METHODS OF ENTERING VARIABLES • Simultaneous • Hierarchical/Block Entry • Stepwise • Forward • Backward • Stepwise
Simultaneous Multiple Regression • All predictor variables are entered into the regression at the same time • Allows you to determine portion of variance explained by each predictor with the others statistically controlled (part correlation)
Hierarchical Multiple Regression • Enter variables in a particular order based on a theory or on prior research • Can be done with blocks of variables
Stepwise Multiple Regression • Enter or remove predictor variables one at a time based on explaining significant portions of variance in the criterion • Forward • Backward • Stepwise
Forward Stepwise • begin with no predictor variables • add predictors one at a time according to which one will result in the largest increase in R2 • stop when R2 will not be significantly increased
Backward Stepwise • begin with all predictor variables • remove predictors one at a time according to which one will result in the smallest decrease in R2 • stop when R2 would be significantly decreased • may uncover suppressor variables
Suppressor Variable • Predictor variable which, when entered into the equation, increases the amount of variance explained by another predictor variable • In backward regression, removing the suppressor would likely result in a significant decrease in R2, so it will be left in the equation
Suppressor Variable Example • Y = Job Performance Rating • X1 = College GPA • X2 = Writing Test Score
Suppressor Variable Example • Let’s say Writing Score is not correlated with Job Performance, because the job doesn’t require much writing • Let’s say GPA is only a weak predictor of Job Performance, but it seems like it should be a good predictor
Suppressor Variable Example • Let’s say GPA is “contaminated” by differences in writing ability – really good writers can fake and get higher grades • So, if Writing Score is in the equation, the contamination is removed, and we get a better picture of the GPA-Job Performance relationship
Stepwise • begin with no predictor variables • add predictors one at a time according to which one will result in the largest increase in R2 • at each step remove any variable that does not explain a significant portion of variance • stop when R2 will not be significantly increased
Choosing a Stepwise Method • Forward • Easier to conceptualize • Provides efficient model for predicting Y • Backward • Can uncover suppressor effects • Stepwise • Can uncover suppressor effects • Tends to be unstable with smaller N’s
ADJUSTED R2 • R2 may overestimate the true amount of variance explained. • Adjusted R2 compensates by reducing the R2 according to the ratio of subjects per predictor variable.
BETA WEIGHTS • The regression weights can be standardized into beta weights. • Beta weights do not depend on the scales of the variables. • A beta weight indicates the amount of change in Y in units of SD for each SD change in the predictor.
Example of Reporting Results of Multiple Regression We performed a simultaneous multiple regression with vocabulary score, abstraction score, and age as predictors and preference for intense music as the dependent variable.
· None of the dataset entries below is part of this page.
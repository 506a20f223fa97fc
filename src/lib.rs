pub mod api;
pub mod config;
pub mod db;
pub mod entities;
pub mod services;
pub mod state;

use anyhow::Context;
use clap::{Parser, Subcommand};
use tokio::signal;
use tracing::{error, info};
use tracing_subscriber::EnvFilter;

pub use config::Config;

#[derive(Parser)]
#[command(name = "cinebook", version, about = "Movie ticket booking REST backend")]
struct Cli {
    #[command(subcommand)]
    command: Option<Command>,
}

#[derive(Subcommand)]
enum Command {
    /// Run the HTTP server (default)
    Serve,
    /// Create a default config file
    Init,
}

pub async fn run() -> anyhow::Result<()> {
    let cli = Cli::parse();

    if let Some(Command::Init) = cli.command {
        if Config::create_default_if_missing()? {
            println!("✓ Config file created. Edit config.toml and run again.");
        } else {
            println!("Config file already exists, nothing to do.");
        }
        return Ok(());
    }

    let config = Config::load()?;
    config.validate()?;

    let prometheus_handle = if config.observability.metrics_enabled {
        use metrics_exporter_prometheus::PrometheusBuilder;
        let builder = PrometheusBuilder::new();
        let handle = builder
            .install_recorder()
            .context("Failed to install Prometheus recorder")?;
        info!("Prometheus metrics recorder initialized");
        Some(handle)
    } else {
        None
    };

    use tracing_subscriber::{layer::SubscriberExt, util::SubscriberInitExt};

    let env_filter = EnvFilter::try_from_default_env()
        .unwrap_or_else(|_| EnvFilter::new(&config.general.log_level));

    let fmt_layer = tracing_subscriber::fmt::layer();

    let registry = tracing_subscriber::registry()
        .with(env_filter)
        .with(fmt_layer);

    if config.observability.loki_enabled {
        let url = url::Url::parse(&config.observability.loki_url).context("Invalid Loki URL")?;

        let (layer, task) = tracing_loki::builder()
            .label("app", "cinebook")?
            .build_url(url)?;

        tokio::spawn(task);

        registry.with(layer).init();
        info!(
            "Loki logging initialized at {}",
            config.observability.loki_url
        );
    } else {
        registry.init();
    }

    serve(config, prometheus_handle).await
}

async fn serve(
    config: Config,
    prometheus_handle: Option<metrics_exporter_prometheus::PrometheusHandle>,
) -> anyhow::Result<()> {
    info!("Cinebook v{} starting...", env!("CARGO_PKG_VERSION"));

    let port = config.server.port;
    let state = api::create_app_state_from_config(config, prometheus_handle).await?;
    let app = api::router(state).await;

    let addr = format!("0.0.0.0:{port}");
    let listener = tokio::net::TcpListener::bind(&addr).await?;
    info!("Server listening on {addr}");

    axum::serve(listener, app)
        .with_graceful_shutdown(shutdown_signal())
        .await?;

    info!("Server stopped");
    Ok(())
}

async fn shutdown_signal() {
    match signal::ctrl_c().await {
        Ok(()) => info!("Shutdown signal received"),
        Err(e) => error!("Error listening for shutdown: {}", e),
    }
}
The equation accounted for a significant portion of variance, F(3,66) = 4.47, p = .006. As shown in Table 1, the only significant predictor was abstraction score.
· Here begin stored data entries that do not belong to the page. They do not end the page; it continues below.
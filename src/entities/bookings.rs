use sea_orm::entity::prelude::*;

/// Single-character status code persisted with the booking. The only
/// legal transition is Booked -> Cancelled.
#[derive(Debug, Clone, Copy, PartialEq, Eq, EnumIter, DeriveActiveEnum)]
#[sea_orm(rs_type = "String", db_type = "String(StringLen::N(1))")]
pub enum BookingStatus {
    #[sea_orm(string_value = "B")]
    Booked,
    #[sea_orm(string_value = "C")]
    Cancelled,
}

#[derive(Clone, Debug, PartialEq, Eq, DeriveEntityModel)]
#[sea_orm(table_name = "bookings")]
pub struct Model {
    #[sea_orm(primary_key)]
    pub id: i32,

    pub user_id: i32,

    pub slot_id: i32,

    pub status: BookingStatus,

    pub created_at: String,

    pub updated_at: String,
}

#[derive(Copy, Clone, Debug, EnumIter, DeriveRelation)]
pub enum Relation {
    #[sea_orm(
        belongs_to = "super::users::Entity",
        from = "Column::UserId",
        to = "super::users::Column::Id",
        on_update = "NoAction",
        on_delete = "Cascade"
    )]
    Users,
    #[sea_orm(
        belongs_to = "super::slots::Entity",
        from = "Column::SlotId",
        to = "super::slots::Column::Id",
        on_update = "NoAction",
        on_delete = "Cascade"
    )]
    Slots,
    #[sea_orm(has_many = "super::tickets::Entity")]
    Tickets,
}

impl Related<super::users::Entity> for Entity {
    fn to() -> RelationDef {
        Relation::Users.def()
    }
}

impl Related<super::slots::Entity> for Entity {
    fn to() -> RelationDef {
        Relation::Slots.def()
    }
}

impl Related<super::tickets::Entity> for Entity {
    fn to() -> RelationDef {
        Relation::Tickets.def()
    }
}

impl ActiveModelBehavior for ActiveModel {}
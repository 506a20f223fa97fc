use sea_orm::entity::prelude::*;

#[derive(Clone, Debug, PartialEq, Eq, DeriveEntityModel)]
#[sea_orm(table_name = "cinemas")]
pub struct Model {
    #[sea_orm(primary_key)]
    pub id: i32,

    pub name: String,

    pub city_id: i32,

    pub address: String,

    /// Grid dimensions are immutable once the cinema exists; the seat
    /// rows generated at creation depend on them.
    pub rows: i32,

    pub seats_per_row: i32,

    pub image: Option<String>,

    pub created_at: String,
}

#[derive(Copy, Clone, Debug, EnumIter, DeriveRelation)]
pub enum Relation {
    #[sea_orm(
        belongs_to = "super::cities::Entity",
        from = "Column::CityId",
        to = "super::cities::Column::Id",
        on_update = "NoAction",
        on_delete = "Cascade"
    )]
    Cities,
    #[sea_orm(has_many = "super::seats::Entity")]
    Seats,
    #[sea_orm(has_many = "super::slots::Entity")]
    Slots,
}

impl Related<super::cities::Entity> for Entity {
    fn to() -> RelationDef {
        Relation::Cities.def()
    }
}

impl Related<super::seats::Entity> for Entity {
    fn to() -> RelationDef {
        Relation::Seats.def()
    }
}

impl Related<super::slots::Entity> for Entity {
    fn to() -> RelationDef {
        Relation::Slots.def()
    }
}

impl ActiveModelBehavior for ActiveModel {}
Choosing Stats Participants who have recently experienced a relationship breakup complete a measure of subjective well-being as well as a personality inventory and a questionnaire asking about the length and intensity of the relationship. The researcher hypothesizes that neuroticism will explain additional variance in subjective well-being on top of that variance accounted for by length and intensity of the relationship.